Justin Chin was only one of two people of color instructors I remember taking classes with at SF State. His class was so much fun and challenging. We practiced various exercises and performance techniques. For our final, we performed our poems in front of an audience.
We watched videos in class of other writers reading from their own work, and listened to oral poetry performed by poets Justin had invited to our class. I was so humbled and awed by their work. I bought their chapbooks, which they signed for me, and I remember telling Letta Neely how inspiring she was.
It was my most memorable experience in glad school. In a graduate program that lacked diversity at the time, it meant a lot to me that work I had written primarily for my community was validated. I remembered seeing him smile a little when I read, fierce and defiant. God, I loved his sense of humor.
I was saddened and bereft when I found out last December that Justin Chin had passed away at the age of 46. It was an honor and a blessing to have known him.
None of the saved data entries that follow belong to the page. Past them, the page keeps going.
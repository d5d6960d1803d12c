use font_book::{consts::*, FontBookApp};
use tracing::Level;

cfg_if::cfg_if! {
	if #[cfg(debug_assertions)] {
		const LOG_LEVEL: Level = Level::DEBUG;
	} else {
		const LOG_LEVEL: Level = Level::INFO;
	}
}

/// Builds the app, failing if no fonts could be enumerated
fn create_app(
	cc: &eframe::CreationContext<'_>,
) -> Result<Box<dyn eframe::App>, Box<dyn std::error::Error + Send + Sync>> {
	let app = FontBookApp::new(cc).map_err(|err| {
		tracing::error!("Unable to start: {}", err);
		err
	})?;
	Ok(Box::new(app))
}

fn main() -> eframe::Result<()> {
	tracing_subscriber::fmt().with_max_level(LOG_LEVEL).init();

	let options = eframe::NativeOptions {
		viewport: egui::ViewportBuilder::default()
			.with_title(WINDOW_TITLE)
			.with_inner_size(WINDOW_SIZE),
		..Default::default()
	};

	eframe::run_native(WINDOW_TITLE, options, Box::new(create_app))
}
use std::ops::RangeInclusive;

use const_format::formatc;
use shadow_rs::shadow;
use static_assertions::const_assert;
shadow!(build);

// Constant string that has a string containing information about the build.
pub const BUILD_INFO: &str = formatc!(
	"Commit: {} ({})\nBuild Date: {}\nRust Channel: {}\nRust Version: {}",
	&build::SHORT_COMMIT,
	&build::BRANCH,
	&build::BUILD_TIME,
	&build::RUST_CHANNEL,
	&build::RUST_VERSION,
);

/// Title of the main window
pub const WINDOW_TITLE: &str = "Font Book";

/// Initial size of the main window
pub const WINDOW_SIZE: [f32; 2] = [1000.0, 700.0];

// Hard-Coded limits

/// Smallest size (in points) text can be previewed at
pub const PREVIEW_SIZE_MIN: u32 = 8;

/// Largest size (in points) text can be previewed at
pub const PREVIEW_SIZE_MAX: u32 = 72;

const_assert!(PREVIEW_SIZE_MAX > PREVIEW_SIZE_MIN);

/// Range of acceptable preview sizes
pub const PREVIEW_SIZE_RANGE: RangeInclusive<u32> = PREVIEW_SIZE_MIN..=PREVIEW_SIZE_MAX;

// Default values

/// Size previews start out at
pub const DEFAULT_PREVIEW_SIZE: u32 = 24;

const_assert!(DEFAULT_PREVIEW_SIZE >= PREVIEW_SIZE_MIN);
const_assert!(PREVIEW_SIZE_MAX >= DEFAULT_PREVIEW_SIZE);

/// Text shown in every row before the user types anything
pub const DEFAULT_PREVIEW_TEXT: &str = "The quick brown fox jumps over the lazy dog";

/// Size of the text inside of the preview text field itself
pub const PREVIEW_FIELD_SIZE: f32 = 24.0;

// List cell layout

/// Padding around the contents of each list cell
pub const CELL_PADDING: f32 = 10.0;

/// Size of the font name line in each cell
pub const NAME_SIZE: f32 = 14.0;

/// Vertical gap between the name line and the preview line
pub const LINE_GAP: f32 = 4.0;

/// Line height of preview text relative to its size
pub const PREVIEW_LINE_HEIGHT: f32 = 1.3;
Justin Chin was a lasting influence in my development as a writer.
From SFGate.com, Dec 24th, 2015:
Justin Chin, an award-winning San Francisco poet whose work has been celebrated for its bold unconventionality, mixing humor with potent political and personal themes, has died. He was 46.
R. Zamora Linmark, a fellow poet and friend, said Mr. Chin died Thursday at California Pacific Medical Center, Davies Campus, after suffering a stroke on Dec. 19. He had been on life support until Wednesday.
“Justin Chin for over the two past decades has been one of the most heroic, acerbic, funny voices to emerge in the world of American poetry,” Paul Yamazaki, book buyer at City Lights Booksellers, wrote in an e-mail. “City Lights will miss the vitality of his work both in performance and on the page.”
Mr. Chin, a native of Malaysia who later lived in Singapore, then attended the University of Hawaii, moved to San Francisco in the early 1990s, becoming an emerging voice in the Bay Area literary community.
“Justin spent a lifetime managing complexity,” Kirk Read, a friend, wrote in an e-mail. “He was at once socially awkward and a vivid public presence. His writing voice could be catty and profound, intimate and mythic, explicit and restrained.”
Read, also a San Francisco writer, said Mr. Chin helped enliven the poetry scenes of the Paradise Lounge and the spoken-word and performance art collective Sister Spit as well as the open mics of Kvetsh and Smack Dab. He was also, Read said, a “highly respected” presence at the Out/Write National Lesbian and Gay Writers Conference and at Litquake, the annual Bay Area literary festival.
“He was a solo performance artist who could mix his blood with milk and make the audience cry,” Read wrote. “He was a soft-spoken visionary who could go on a rant about generations of gay men dying and then toss in a completely inane pop culture reference and have it all make sense. … He brought gravity and levity to the microphone.
“Justin was kind of the Kurt Cobain of our writing scene,” Read wrote. “He would have hated that, but it’s kind of true.”